Pourquoi ? Parce que désormais, le temps se compte en J+14. Il n’y a encore rien (du moins, tant qu’on n’en est pas arrivé à une mobilisation générale du test, façon été 14 – décidément) qui permette de savoir où on en est d’une ville, d’un quartier, d’un immeuble, d’une maison, d’une famille «avant quatorze jours» ; additionnez les membres de cette famille, l’incertitude se prolonge, et le quatorze peut devenir quinze, seize, vingt, et encore combien ?… dézoomez – projetez 14, et ses complications pulmonaires, sur l’immeuble où habite la famille, avec ses voisins, ceux qu’elle aime et ceux qu’elle n’aime pas – ceux dont même la NSA ne sait pas qu’elle les aime, faute d’enregistrement de données d’ascenseur – ; de l’immeuble, élargissez à la résidence, à la rue, au quartier, à la ville, et 14 jours d’incubation deviennent, que sais-je… une éternité d’angoisse.

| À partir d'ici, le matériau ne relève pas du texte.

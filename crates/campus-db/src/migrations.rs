//! Embedded SQL migration runner.
//!
//! Migrations are SQL files embedded at compile time. They run sequentially
//! on startup, tracked by the `_campus_migrations` table. Each migration
//! runs exactly once; if it has already been applied, it is skipped. The
//! location seed lives in a migration, so a restart never duplicates it.

use rusqlite::Connection;
use thiserror::Error;

/// A single embedded migration.
struct Migration {
    name: &'static str,
    sql: &'static str,
}

/// All migrations in order. New migrations are appended here.
const MIGRATIONS: &[Migration] = &[
    Migration {
        name: "000_init",
        sql: include_str!("migrations/000_init.sql"),
    },
    Migration {
        name: "001_locations",
        sql: include_str!("migrations/001_locations.sql"),
    },
    Migration {
        name: "002_restaurants",
        sql: include_str!("migrations/002_restaurants.sql"),
    },
    Migration {
        name: "003_reviews",
        sql: include_str!("migrations/003_reviews.sql"),
    },
];

/// Errors that can occur during migration execution.
#[derive(Debug, Error)]
pub enum MigrationError {
    /// A SQL statement within a migration failed.
    #[error("migration '{name}' failed: {source}")]
    ExecutionFailed {
        /// The name of the migration that failed.
        name: String,
        /// The underlying SQLite error.
        source: rusqlite::Error,
    },

    /// Failed to query migration state.
    #[error("failed to check migration state: {0}")]
    StateQuery(rusqlite::Error),
}

/// Runs all pending migrations against the given connection.
///
/// Returns the number of migrations applied by this call.
///
/// # Errors
///
/// Returns `MigrationError` if any migration fails to execute or if the
/// migration tracking table cannot be queried.
pub fn run_migrations(conn: &Connection) -> Result<usize, MigrationError> {
    run_migrations_from_list(conn, MIGRATIONS)
}

fn run_migrations_from_list(
    conn: &Connection,
    migrations: &[Migration],
) -> Result<usize, MigrationError> {
    // The tracking table has to exist before we can ask what has been applied.
    conn.execute_batch(
        "CREATE TABLE IF NOT EXISTS _campus_migrations (
            id INTEGER PRIMARY KEY AUTOINCREMENT,
            name TEXT NOT NULL UNIQUE,
            applied_at TEXT NOT NULL DEFAULT (datetime('now'))
        );",
    )
    .map_err(|e| MigrationError::ExecutionFailed {
        name: "_campus_migrations_bootstrap".to_string(),
        source: e,
    })?;

    let mut applied = 0;

    for migration in migrations {
        let already_applied: bool = conn
            .query_row(
                "SELECT COUNT(*) > 0 FROM _campus_migrations WHERE name = ?1",
                [migration.name],
                |row| row.get(0),
            )
            .map_err(MigrationError::StateQuery)?;

        if already_applied {
            tracing::debug!(
                migration = migration.name,
                "migration already applied, skipping"
            );
            continue;
        }

        tracing::info!(migration = migration.name, "applying migration");

        let failed = |source| MigrationError::ExecutionFailed {
            name: migration.name.to_string(),
            source,
        };

        let tx = conn.unchecked_transaction().map_err(failed)?;
        tx.execute_batch(migration.sql).map_err(failed)?;
        tx.execute(
            "INSERT INTO _campus_migrations (name) VALUES (?1)",
            [migration.name],
        )
        .map_err(failed)?;
        tx.commit().map_err(failed)?;

        applied += 1;
    }

    Ok(applied)
}
//! Shared SQLite pool for the dining tables.
//!
//! Every request handler checks out its own connection, so the settings that
//! make concurrent access safe (WAL journal, busy timeout, enforced foreign
//! keys for the restaurant/review cascade) are applied to each connection as
//! the pool opens it.

use std::time::Duration;

use r2d2::Pool;
use r2d2_sqlite::SqliteConnectionManager;
use rusqlite::{Connection, OpenFlags};
use thiserror::Error;

/// Pool sizing and lock-wait settings.
#[derive(Debug, Clone, Copy, PartialEq, Eq)]
pub struct DbRuntimeSettings {
    /// How long a writer waits for the database lock before failing, in
    /// milliseconds.
    pub busy_timeout_ms: u64,

    /// Upper bound on concurrently open connections.
    pub pool_max_size: u32,
}

impl Default for DbRuntimeSettings {
    fn default() -> Self {
        Self {
            busy_timeout_ms: 5_000,
            pool_max_size: 8,
        }
    }
}

/// Pool of SQLite connections handed to request handlers.
pub type DbPool = Pool<SqliteConnectionManager>;

/// Errors raised while opening the pool.
#[derive(Debug, Error)]
pub enum PoolError {
    /// r2d2 could not open the initial connections.
    #[error("failed to create database connection pool: {0}")]
    PoolInit(#[from] r2d2::Error),
}

/// Applies per-connection settings. An in-memory database reports the
/// `memory` journal mode and is accepted as is.
fn init_connection(conn: &mut Connection, busy_timeout: Duration) -> rusqlite::Result<()> {
    let journal_mode: String =
        conn.pragma_update_and_check(None, "journal_mode", "WAL", |row| row.get(0))?;
    if !journal_mode.eq_ignore_ascii_case("wal") && journal_mode != "memory" {
        return Err(rusqlite::Error::SqliteFailure(
            rusqlite::ffi::Error::new(rusqlite::ffi::SQLITE_ERROR),
            Some(format!("journal mode stuck at '{}', WAL required", journal_mode)),
        ));
    }

    conn.pragma_update(None, "foreign_keys", true)?;
    conn.busy_timeout(busy_timeout)
}

/// Opens the campus database at `db_path` and wraps it in a pool.
///
/// `:memory:` is accepted for tests, but each pooled connection then gets a
/// private database of its own.
///
/// # Errors
///
/// Returns `PoolError::PoolInit` when the file cannot be opened or a
/// connection rejects its settings.
pub fn create_pool(db_path: &str, settings: DbRuntimeSettings) -> Result<DbPool, PoolError> {
    let busy_timeout = Duration::from_millis(settings.busy_timeout_ms);
    let manager = SqliteConnectionManager::file(db_path)
        .with_flags(
            OpenFlags::SQLITE_OPEN_READ_WRITE
                | OpenFlags::SQLITE_OPEN_CREATE
                | OpenFlags::SQLITE_OPEN_FULL_MUTEX,
        )
        .with_init(move |conn| init_connection(conn, busy_timeout));

    let pool = Pool::builder()
        .max_size(settings.pool_max_size)
        .build(manager)?;

    tracing::debug!(
        path = db_path,
        max_size = settings.pool_max_size,
        "database pool created"
    );

    Ok(pool)
}
impl<'a> ArgParser<'a> {
    pub fn new(catalog: &'a mut OptionCatalog) -> Self {
        Self { catalog }
    }

    pub fn parse(
        &mut self,
        args: &[String],
        source: Source,
        store: &mut ValueStore,
    ) -> Result<(), GetoptError> {
        let mut diagnostics = DiagnosticCollector::new();
        let mut i = 0;
        let mut after_double_dash = false;

        while i < args.len() {
            let arg = args[i].as_str();

            if after_double_dash {
                self.feed_default(arg, source, store, &mut diagnostics);
                i += 1;
                continue;
            }

            if arg == "--" {
                if source == Source::Environment
                    && !self.default_accepts_source(Source::Environment)
                {
                    diagnostics.error(
                        "option -- is not supported in the environment variable.".to_string(),
                    );
                    i += 1;
                    continue;
                }
                if self.catalog.default_option().is_none() {
                    diagnostics.error(
                        "no default options defined; thus -- is not accepted by this program."
                            .to_string(),
                    );
                    i += 1;
                    continue;
                }
                after_double_dash = true;
                i += 1;
                continue;
            }

            if let Some(rest) = arg.strip_prefix("--") {
                i = self.parse_long(rest, args, i, source, store, &mut diagnostics);
                continue;
            }

            if arg == "-" {
                if self.default_accepts_source(source) {
                    self.write_default("-", source, store, &mut diagnostics);
                } else if self.catalog.default_option().is_none() {
                    diagnostics.error(format!(
                        "no default options defined; thus - is not accepted by this program."
                    ));
                } else {
                    diagnostics.error(format!(
                        "option - is not supported in {}.",
                        OptionFlags::display_source(source)
                    ));
                }
                i += 1;
                continue;
            }

            if let Some(rest) = arg.strip_prefix('-') {
                if !rest.is_empty() && rest.chars().next().unwrap().is_ascii_digit() {
                    // A bare negative number with no DEFAULT_OPTION short-name
                    // collision falls through to positional handling.
                    self.feed_default(arg, source, store, &mut diagnostics);
                    i += 1;
                    continue;
                }
                i = self.parse_short(rest, args, i, source, store, &mut diagnostics);
                continue;
            }

            self.feed_default(arg, source, store, &mut diagnostics);
            i += 1;
        }

        diagnostics.finish()
    }

    fn default_accepts_source(&self, source: Source) -> bool {
        self.catalog
            .default_option()
            .is_some_and(|info| info.flags.accepts(source))
    }

    fn feed_default(
        &mut self,
        value: &str,
        source: Source,
        store: &mut ValueStore,
        diagnostics: &mut DiagnosticCollector,
    ) {
        if self.catalog.default_option().is_none() {
            diagnostics.error(format!(
                "no default options defined; we do not know what to do of \"{value}\"; standalone parameters are not accepted by this program."
            ));
            return;
        }
        self.write_default(value, source, store, diagnostics);
    }

    fn write_default(
        &mut self,
        value: &str,
        source: Source,
        store: &mut ValueStore,
        diagnostics: &mut DiagnosticCollector,
    ) {
        let Some(index) = self.catalog.default_option_index() else {
            return;
        };
        if !self.default_accepts_source(source) {
            diagnostics.error(format!(
                "option {DEFAULT_OPTION_NAME} is not supported in {}.",
                OptionFlags::display_source(source)
            ));
            return;
        }
        store.set(index, source, value.to_string(), true);
    }

    fn parse_long(
        &mut self,
        rest: &str,
        args: &[String],
        i: usize,
        source: Source,
        store: &mut ValueStore,
        diagnostics: &mut DiagnosticCollector,
    ) -> usize {
        let (name, inline_value) = match rest.find('=') {
            Some(eq) => (&rest[..eq], Some(rest[eq + 1..].to_string())),
            None => (rest, None),
        };

        if name.is_empty() {
            // Already handled by the "--" and "after_double_dash" branches.
            return i + 1;
        }

        let Some(index) = self.resolve_or_register(name, diagnostics) else {
            return i + 1;
        };
        let info_is_flag;
        let info_required;
        let info_multiple;
        let info_separators;
        let accepts_source;
        {
            let info = self.catalog.entry_at(index);
            info_is_flag = info.flags.contains(OptionFlags::FLAG);
            info_required = info.flags.contains(OptionFlags::REQUIRED);
            info_multiple = info.flags.contains(OptionFlags::MULTIPLE);
            info_separators = info.separators.clone();
            accepts_source = info.flags.accepts(source);
        }

        if !accepts_source {
            diagnostics.error(format!(
                "option --{name} is not supported in {}.",
                OptionFlags::display_source(source)
            ));
            return i + 1;
        }

        if info_is_flag {
            match inline_value {
                None => store.set(index, source, String::new(), false),
                Some(v) if source == Source::Configuration => match v.as_str() {
                    "true" => store.set(index, source, String::new(), false),
                    "false" => store.reset(index),
                    other => diagnostics.error(format!(
                        "option --{name} cannot be given value \"{other}\"; it only accepts \"true\" or \"false\"."
                    )),
                },
                Some(_) => diagnostics.error(format!("option --{name} does not accept arguments")),
            }
            return i + 1;
        }

        // A non-FLAG option with no inline `=value` always consumes the
        // following non-option token(s) as its value(s); REQUIRED only
        // governs whether it is an error for none to be present. MULTIPLE
        // greedily absorbs every following non-option token, not just one.
        let (values, consumed) = match inline_value {
            Some(v) => (vec![v], 0),
            None if info_multiple => {
                let mut values = Vec::new();
                let mut j = i + 1;
                while let Some(next) = args.get(j) {
                    if looks_like_option(next) {
                        break;
                    }
                    values.push(next.clone());
                    j += 1;
                }
                (values, j - (i + 1))
            }
            None => match args.get(i + 1) {
                Some(next) if !looks_like_option(next) => (vec![next.clone()], 1),
                _ => (Vec::new(), 0),
            },
        };

        if values.is_empty() {
            if info_required {
                diagnostics.error(format!("option --{name} must be given a value."));
            }
            return i + 1 + consumed;
        }

        for value in values {
            if info_multiple && !info_separators.is_empty() && !value.is_empty() {
                let separators: Vec<&str> = info_separators.iter().map(String::as_str).collect();
                for token in split_string(&value, &separators) {
                    store.set(index, source, token, true);
                }
            } else {
                store.set(index, source, value, info_multiple);
            }
        }

        i + 1 + consumed
    }

    fn parse_short(
        &mut self,
        rest: &str,
        args: &[String],
        i: usize,
        source: Source,
        store: &mut ValueStore,
        diagnostics: &mut DiagnosticCollector,
    ) -> usize {
        let chars: Vec<char> = rest.chars().collect();
        let mut consumed_next = false;
        let mut pos = 0;

        while pos < chars.len() {
            let c = chars[pos];
            let Some(index) = self.catalog.canonical_index_for_short(c) else {
                diagnostics.error(format!("option -{c} is not supported."));
                pos += 1;
                continue;
            };

            let info_is_flag;
            let info_required;
            let info_multiple;
            let accepts_source;
            let name;
            {
                let info = self.catalog.entry_at(index);
                info_is_flag = info.flags.contains(OptionFlags::FLAG);
                info_required = info.flags.contains(OptionFlags::REQUIRED);
                info_multiple = info.flags.contains(OptionFlags::MULTIPLE);
                accepts_source = info.flags.accepts(source);
                name = info.name.clone();
            }

            if !accepts_source {
                diagnostics.error(format!(
                    "option -{c} is not supported in {}.",
                    OptionFlags::display_source(source)
                ));
                pos += 1;
                continue;
            }

            if info_is_flag {
                store.set(index, source, String::new(), false);
                pos += 1;
                continue;
            }

            let remainder: String = chars[pos + 1..].iter().collect();
            let value = if !remainder.is_empty() {
                remainder
            } else if let Some(next) = args.get(i + 1) {
                consumed_next = true;
                next.clone()
            } else {
                if info_required {
                    diagnostics.error(format!("option --{name} expects an argument."));
                }
                String::new()
            };

            store.set(index, source, value, info_multiple);
            // A REQUIRED short option consumes the remainder of the token
            // (or the next token); nothing more in this chain is parsed.
            pos = chars.len();
        }

        i + 1 + usize::from(consumed_next)
    }

    /// Resolves `name` against the catalog. Silent dynamic registration of
    /// an unknown name is a configuration-file-only behavior (see
    /// `crate::config::ConfigReader`); an unknown option on the command
    /// line or in the environment variable is always an error, regardless
    /// of `DYNAMIC_PARAMETERS`.
    fn resolve_or_register(&mut self, name: &str, diagnostics: &mut DiagnosticCollector) -> Option<usize> {
        match self.catalog.canonical_index(name) {
            Some(index) => Some(index),
            None => {
                diagnostics.error(format!("option --{name} is not supported."));
                None
            }
        }
    }
}
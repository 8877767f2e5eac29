// Licensed under the Apache License, Version 2.0 (see LICENSE).

//! The value store: per-option ordered value lists tagged with the source
//! that supplied them, resolved under write-time command-line >
//! environment > configuration-file > default precedence. A
//! higher-precedence write replaces whatever a lower-precedence source
//! already stored, so this module keeps one list per option and overwrites
//! it in place rather than resolving precedence at query time.

use std::collections::HashMap;

use crate::error::GetoptError;

/// Where a value came from. Ranked low to high; a `set()` from a
/// higher-ranked source always replaces a lower-ranked source's values.
#[derive(Copy, Clone, Debug, Eq, PartialEq, Hash, Ord, PartialOrd)]
pub enum Source {
    Default,
    Configuration,
    Environment,
    CommandLine,
    /// A direct, programmatic assignment (e.g. via a future `set_string`
    /// API); outranks everything, including the command line.
    Direct,
}

impl Source {
    fn rank(self) -> u8 {
        match self {
            Source::Default => 0,
            Source::Configuration => 1,
            Source::Environment => 2,
            Source::CommandLine => 3,
            Source::Direct => 4,
        }
    }
}

/// One option's accumulated values, plus the source that last wrote them.
#[derive(Clone, Debug, Default)]
pub struct ValueList {
    values: Vec<String>,
    source: Option<Source>,
}

impl ValueList {
    pub fn is_defined(&self) -> bool {
        self.source.is_some()
    }

    pub fn source(&self) -> Option<Source> {
        self.source
    }

    pub fn len(&self) -> usize {
        self.values.len()
    }

    pub fn is_empty(&self) -> bool {
        self.values.is_empty()
    }

    pub fn get(&self, index: usize) -> Option<&str> {
        self.values.get(index).map(String::as_str)
    }

    pub fn iter(&self) -> impl Iterator<Item = &str> {
        self.values.iter().map(String::as_str)
    }

    /// Writes `value` under `source`. If `source` outranks (or equals) the
    /// rank that currently owns this list, and `append` is false, the
    /// existing values are replaced; otherwise (same or higher rank with
    /// `append` true, as when MULTIPLE accumulates several command-line
    /// occurrences) the value is appended. A write from a *lower*-ranked
    /// source than the one already recorded is silently ignored — a
    /// configuration file may never override a value already set by the
    /// environment or command line.
    fn write(&mut self, source: Source, value: String, append: bool) {
        match self.source {
            Some(existing) if existing.rank() > source.rank() => {
                // Lower-precedence source arriving after a higher one
                // already wrote: ignored.
            }
            Some(existing) if existing.rank() == source.rank() && append => {
                self.values.push(value);
            }
            _ => {
                self.values.clear();
                self.values.push(value);
                self.source = Some(source);
            }
        }
    }

    fn reset(&mut self) {
        self.values.clear();
        self.source = None;
    }
}

/// A secondary registry of section names and keys seen while loading
/// configuration files, used to validate `section::leaf` option names and
/// to report unknown sections or keys. Tracks first-seen order for
/// sections alongside a set for fast membership checks, since the
/// `configuration_sections` pseudo-option exposes these in the order each
/// section header was first encountered.
#[derive(Default)]
pub struct SectionRegistry {
    known: std::collections::HashSet<String>,
    order: Vec<String>,
    keys: HashMap<String, std::collections::HashSet<String>>,
}

impl SectionRegistry {
    pub fn new() -> Self {
        Self::default()
    }

    /// Records `section` if not already known. Returns `true` the first
    /// time a given name is seen, `false` on every later repeat.
    pub fn register(&mut self, section: &str) -> bool {
        if self.known.insert(section.to_string()) {
            self.order.push(section.to_string());
            true
        } else {
            false
        }
    }

    /// Records that `key` was assigned within `section`.
    pub fn register_key(&mut self, section: &str, key: &str) {
        self.keys.entry(section.to_string()).or_default().insert(key.to_string());
    }

    pub fn contains(&self, section: &str) -> bool {
        self.known.contains(section)
    }

    pub fn iter_known(&self) -> impl Iterator<Item = &str> {
        self.order.iter().map(String::as_str)
    }

    /// The set of keys observed within `section`, if any were recorded.
    pub fn keys_for(&self, section: &str) -> Option<&std::collections::HashSet<String>> {
        self.keys.get(section)
    }
}

/// The value store proper: one [`ValueList`] per catalog entry index, plus
/// the [`SectionRegistry`] shared across configuration-file reads.
pub struct ValueStore {
    lists: HashMap<usize, ValueList>,
    sections: SectionRegistry,
}

impl ValueStore {
    pub fn new() -> Self {
        Self {
            lists: HashMap::new(),
            sections: SectionRegistry::new(),
        }
    }

    pub fn sections_mut(&mut self) -> &mut SectionRegistry {
        &mut self.sections
    }

    pub fn sections(&self) -> &SectionRegistry {
        &self.sections
    }

    /// Writes one value for option `index`, from `source`. `append` should
    /// be true when the option allows `MULTIPLE` and this is not the first
    /// value from this particular source invocation (e.g. the second
    /// `--file` on one command line).
    pub fn set(&mut self, index: usize, source: Source, value: String, append: bool) {
        self.lists.entry(index).or_default().write(source, value, append);
    }

    /// Replaces option `index`'s entire list with `values`, from `source`,
    /// in one logical write — used where a single source occurrence
    /// supplies several values at once (a later configuration file
    /// overwriting a MULTIPLE option's prior list, or one separator-split
    /// value).
    pub fn set_all(&mut self, index: usize, source: Source, values: Vec<String>) {
        let mut iter = values.into_iter();
        let Some(first) = iter.next() else { return };
        self.set(index, source, first, false);
        for value in iter {
            self.set(index, source, value, true);
        }
    }

    pub fn get(&self, index: usize) -> Option<&ValueList> {
        self.lists.get(&index)
    }

    pub fn is_defined(&self, index: usize) -> bool {
        self.lists.get(&index).is_some_and(ValueList::is_defined)
    }

    pub fn size(&self, index: usize) -> usize {
        self.lists.get(&index).map_or(0, ValueList::len)
    }

    /// Retrieves the string at `value_index` for option `index`, or the
    /// `Undefined` error with the option's display `name` if the option
    /// carries no value at that position.
    pub fn get_string<'a>(
        &'a self,
        index: usize,
        value_index: usize,
        name: &str,
    ) -> Result<&'a str, GetoptError> {
        self.lists
            .get(&index)
            .and_then(|list| list.get(value_index))
            .ok_or_else(|| GetoptError::Undefined {
                option: name.to_string(),
                index: value_index as i64,
            })
    }

    /// Parses the string at `value_index` for option `index` as an integer.
    /// On any failure (undefined value, malformed integer, or an explicit
    /// `min`/`max` bound violated) this emits an error diagnostic and
    /// returns `-1` rather than propagating an error — a report-and-continue
    /// contract distinct from this store's other `Result`-returning queries.
    pub fn get_long(
        &self,
        index: usize,
        value_index: usize,
        name: &str,
        min: Option<i64>,
        max: Option<i64>,
    ) -> i64 {
        let raw = match self.get_string(index, value_index, name) {
            Ok(raw) => raw,
            Err(e) => {
                crate::error::emit(&crate::error::Diagnostic::error(e.to_string()));
                return -1;
            }
        };
        let Ok(value) = raw.parse::<i64>() else {
            crate::error::emit(&crate::error::Diagnostic::error(format!(
                "value \"{raw}\" of option --{name} is not a valid integer"
            )));
            return -1;
        };
        if min.is_some_and(|m| value < m) || max.is_some_and(|m| value > m) {
            crate::error::emit(&crate::error::Diagnostic::error(format!(
                "value \"{raw}\" of option --{name} is out of range"
            )));
            return -1;
        }
        value
    }

    pub fn reset(&mut self, index: usize) {
        if let Some(list) = self.lists.get_mut(&index) {
            list.reset();
        }
    }

    pub fn reset_all(&mut self) {
        self.lists.clear();
        self.sections = SectionRegistry::new();
    }
}

impl Default for ValueStore {
    fn default() -> Self {
        Self::new()
    }
}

Car sous des dehors factuels et journalistiques, les gestes (serrements de mains déjà réprimés, bises déjà ravalées), les relations le trahissent à la vitesse de la lumière: on s’en arrache les cheveux – et l’on ne sait combien de temps on va tenir, quels dégâts seront entraînés sur l’économie, sur le lien social, sur la politique, sur la morale…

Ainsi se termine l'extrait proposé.